Wednesday, June 25, 2014

Olfactory offensiveness, a downside to the treadmill at the gym

Apologies for the rant that follows; I know that no one is to "blame" here, and no doubt there's a reasonable probability that I'm as much of an offender as the guy I'm writing about, but when it comes down to it, we only have our own subjective experience of reality.

Today I went to the gym for my long run (delayed from Monday due to my schedule this week as Mr. Mom). It turns out that I could've run outside, but the weather forecast had called for afternoon rain, and the skies were looking ominous.

I got on the treadmill in the middle of the row, with at least two empty treadmills on either side of me. Six minutes later, a guy started setting up on the treadmill to my left.

He smelled really bad! Not in the "having taken a bath in a week" kind, but the heavy smell of rank sweatiness.* And this was before he ran a single step. . . .

* Correction: Sweat doesn't smell; the bacteria that feed off sweat do.

What was especially annoying was that (1) he could have taken a treadmill two spots to my right, where he would've had no one on either side; and (2) the treadmill he took indicated that it needed to be lubricated, but he started it anyway.

He then proceeded to jog along at a 10 minute/mile pace. He looked much more like a weightlifter than a runner, so I was hoping that he would warm up for a mile and then go lift heavy things. I also thought maybe I would get used to the smell and stop noticing, but it didn't work like that. It seemed like the smell would fade, and then I would be blasted by a fresh wave of it.

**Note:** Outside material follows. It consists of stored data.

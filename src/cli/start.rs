use crate::cli::{actions::Action, commands, dispatch, telemetry};
use anyhow::Result;

const fn get_verbosity_level(verbosity: u8) -> Option<tracing::Level> {
    match verbosity {
        0 => None,
        1 => Some(tracing::Level::WARN),
        2 => Some(tracing::Level::INFO),
        3 => Some(tracing::Level::DEBUG),
        _ => Some(tracing::Level::TRACE),
    }
}

/// Parse arguments, initialize telemetry and build the action to run.
///
/// # Errors
///
/// Returns an error if argument parsing, telemetry initialization, or action dispatch fails
pub fn start() -> Result<Action> {
    let matches = commands::new().get_matches();

    let verbosity_level = get_verbosity_level(
        matches
            .get_one::<u8>(commands::logging::ARG_VERBOSITY)
            .copied()
            .unwrap_or(0),
    );

    telemetry::init(verbosity_level)?;

    dispatch::handler(&matches)
}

Ten minutes passed, and he stepped off the moving belt and manually slowed the treadmill to a walking pace. Excellent, I said to myself.

But after a bit of walking, he sped the treadmill back up to a 10 minute/mile pace!

Okay, maybe he was going to cover two miles . . . .

50 minutes!!!! I ended up enduring 50 minutes of olfactory offensiveness before he finished.

Pepe Le Pew.jpgThe worst thing is that, of course, I realize that there's nothing reasonable that I could say to him. I mean, if I'd said, "Dude, you smell really bad," what response could I really expect? It's not like he had slathered on way too much cologne or anything. When we exercise, we sweat - some more than others. And for all I know, I might also have a Pepe le Pew-like effect on those around me after I've gone running (though, I think, not before I've even started). In my defense, I do try to avoid taking a treadmill next to other runners if possible.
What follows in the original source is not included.